People believe that material wealth will make them happy, and that more will make them happier. The problem with this belief is that it's just right enough to convince us it's completely right.
Studies of the relationship between well-being—or happiness—and income are remarkably clear. If you take someone in dire poverty and provide them with enough income to move into the middle class, you make them extremely happy in a lot of important ways. You relieve them of the pain of hunger and concern about the welfare of their children, for example.
On the other hand, if you take someone from the middle class and move them into the stratospheric rich, you do almost nothing for their happiness.

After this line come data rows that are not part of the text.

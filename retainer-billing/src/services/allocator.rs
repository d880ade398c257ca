//! Assigns worked minutes to capacity pools and splits straddling records.

use crate::error::{BillingError, Result};
use crate::hours::{hours_to_minutes, minutes_to_hours, round_hours};
use crate::models::{AllocationType, TimeFragment, TimeRecord, UpdateTimeRecord};
use crate::services::repository::TimeRecordRepository;
use rust_decimal::Decimal;
use serde::Serialize;
use std::collections::BTreeMap;
use tracing::{debug, instrument};

/// Result of distributing records across the four pools.
#[derive(Debug, Clone, Default, PartialEq, Serialize)]
pub struct AllocationPlan {
    pub prior_month_retainer: Vec<TimeFragment>,
    pub current_month_retainer: Vec<TimeFragment>,
    pub catch_up: Vec<TimeFragment>,
    pub billable_catchup: Vec<TimeFragment>,
    pub prior_month_hours: Decimal,
    pub current_month_hours: Decimal,
    pub catch_up_hours: Decimal,
    pub billable_catchup_hours: Decimal,
    /// Capacity of the catch-up pool.
    pub catch_up_needed_hours: Decimal,
    /// Retainer capacity left once every record is placed.
    pub remaining_capacity_hours: Decimal,
    /// Extra hours billed so that the remaining capacity reaches the threshold.
    pub buffer_restoration_hours: Decimal,
}

impl AllocationPlan {
    pub fn fragments(&self, pool: AllocationType) -> &[TimeFragment] {
        match pool {
            AllocationType::PriorMonthRetainer => &self.prior_month_retainer,
            AllocationType::CurrentMonthRetainer => &self.current_month_retainer,
            AllocationType::CatchUp => &self.catch_up,
            AllocationType::BillableCatchup => &self.billable_catchup,
        }
    }

    fn fragments_mut(&mut self, pool: AllocationType) -> &mut Vec<TimeFragment> {
        match pool {
            AllocationType::PriorMonthRetainer => &mut self.prior_month_retainer,
            AllocationType::CurrentMonthRetainer => &mut self.current_month_retainer,
            AllocationType::CatchUp => &mut self.catch_up,
            AllocationType::BillableCatchup => &mut self.billable_catchup,
        }
    }

    /// Fragments grouped per original record, in pool order.
    pub fn fragments_by_record(&self) -> BTreeMap<i64, Vec<&TimeFragment>> {
        let mut grouped: BTreeMap<i64, Vec<&TimeFragment>> = BTreeMap::new();
        for pool in AllocationType::ORDER {
            for fragment in self.fragments(pool) {
                grouped.entry(fragment.original_record_id).or_default().push(fragment);
            }
        }
        grouped
    }

    pub fn total_minutes(&self) -> i64 {
        AllocationType::ORDER
            .iter()
            .flat_map(|pool| self.fragments(*pool))
            .map(|fragment| fragment.minutes)
            .sum()
    }

    /// Hours billed at the hourly rate, buffer restoration included.
    pub fn billable_hours(&self) -> Decimal {
        round_hours(self.catch_up_hours + self.billable_catchup_hours + self.buffer_restoration_hours)
    }
}

/// Distribute `records` across the pools.
///
/// Records are processed in `(date_worked, id)` order; each one drains prior
/// retainer, current retainer, catch-up and finally the unbounded billable pool.
pub fn allocate(
    records: &[TimeRecord],
    prior_month_capacity_hours: Decimal,
    current_month_capacity_hours: Decimal,
    catch_up_threshold_hours: Decimal,
) -> AllocationPlan {
    let mut ordered: Vec<&TimeRecord> = records.iter().collect();
    ordered.sort_by_key(|record| (record.date_worked, record.id));

    let prior = hours_to_minutes(prior_month_capacity_hours.max(Decimal::ZERO));
    let current = hours_to_minutes(current_month_capacity_hours.max(Decimal::ZERO));
    let threshold = hours_to_minutes(catch_up_threshold_hours.max(Decimal::ZERO));
    let catch_up_needed = (threshold - (prior + current)).max(0);

    let mut capacity = [prior, current, catch_up_needed, i64::MAX];
    let mut plan = AllocationPlan::default();

    for record in ordered {
        let mut remaining = record.minutes_worked.max(0);
        for (slot, pool) in AllocationType::ORDER.into_iter().enumerate() {
            if remaining == 0 {
                break;
            }
            let take = remaining.min(capacity[slot]);
            if take == 0 {
                continue;
            }
            capacity[slot] -= take;
            remaining -= take;
            plan.fragments_mut(pool).push(TimeFragment {
                original_record_id: record.id,
                minutes: take,
                date_worked: record.date_worked,
                allocation_type: pool,
            });
        }
    }

    let pool_minutes =
        |pool: AllocationType| -> i64 { plan.fragments(pool).iter().map(|f| f.minutes).sum() };
    let prior_minutes = pool_minutes(AllocationType::PriorMonthRetainer);
    let current_minutes = pool_minutes(AllocationType::CurrentMonthRetainer);
    let catch_up_minutes = pool_minutes(AllocationType::CatchUp);
    let billable_minutes = pool_minutes(AllocationType::BillableCatchup);
    let remaining_capacity = capacity[0] + capacity[1];
    let restoration = ((threshold - remaining_capacity).max(0) - catch_up_minutes).max(0);

    plan.prior_month_hours = minutes_to_hours(prior_minutes);
    plan.current_month_hours = minutes_to_hours(current_minutes);
    plan.catch_up_hours = minutes_to_hours(catch_up_minutes);
    plan.billable_catchup_hours = minutes_to_hours(billable_minutes);
    plan.catch_up_needed_hours = minutes_to_hours(catch_up_needed);
    plan.remaining_capacity_hours = minutes_to_hours(remaining_capacity);
    plan.buffer_restoration_hours = minutes_to_hours(restoration);
    plan
}

/// Physically split `record` into a primary of `split_at_minutes` and an unlinked overflow.
///
/// Both writes go through the caller's session, so they commit or roll back together.
#[instrument(skip(repo, record), fields(record_id = %record.id, split_at = split_at_minutes))]
pub async fn split_entry<R>(
    repo: &mut R,
    record: &TimeRecord,
    split_at_minutes: i64,
) -> Result<(TimeRecord, TimeRecord)>
where
    R: TimeRecordRepository + ?Sized,
{
    if split_at_minutes <= 0 || split_at_minutes >= record.minutes_worked {
        return Err(BillingError::InvalidSplitPoint {
            record_id: record.id,
            split_at: split_at_minutes,
            minutes_worked: record.minutes_worked,
        });
    }

    let primary = repo
        .update_record(
            record.id,
            &UpdateTimeRecord {
                minutes_worked: Some(split_at_minutes),
                ..Default::default()
            },
        )
        .await?
        .ok_or_else(|| BillingError::NotFound(format!("time record {}", record.id)))?;

    let overflow = repo
        .create_record(&record.overflow(record.minutes_worked - split_at_minutes))
        .await?;

    debug!(
        primary_id = primary.id,
        overflow_id = overflow.id,
        primary_minutes = primary.minutes_worked,
        overflow_minutes = overflow.minutes_worked,
        "Time record split"
    );

    Ok((primary, overflow))
}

It's like eating chocolate: The first bite is great, the second bite a little less so, and by the fourth bite, it does nothing for you whatsoever.
It turns out it's that way with money. The first $20,000 is fantastic. The next is pretty darn good. But very quickly, somewhere between $40,000 and $80,000, it levels off. More money won't make you more happy.
Human beings have the tendency to believe that if something made them feel good, more will make them feel better. They make the same mistake with gin and tonics. Money is a wonderful thing, money creates happiness, but you've gotta know when to quit.
If you're spending all of your time pursuing something that can't bring you any more pleasure, you're not spending time pursuing the things that could bring you pleasure. What are those things? We know from lots and lots of studies that one of the very best predictors of happiness and well-being is your network of social relationships. People with good families and good friends are happy people. Period.
—Daniel Gilbert, PhD, professor of psychology at Harvard and author of Stumbling on Happiness (Knopf, 2006).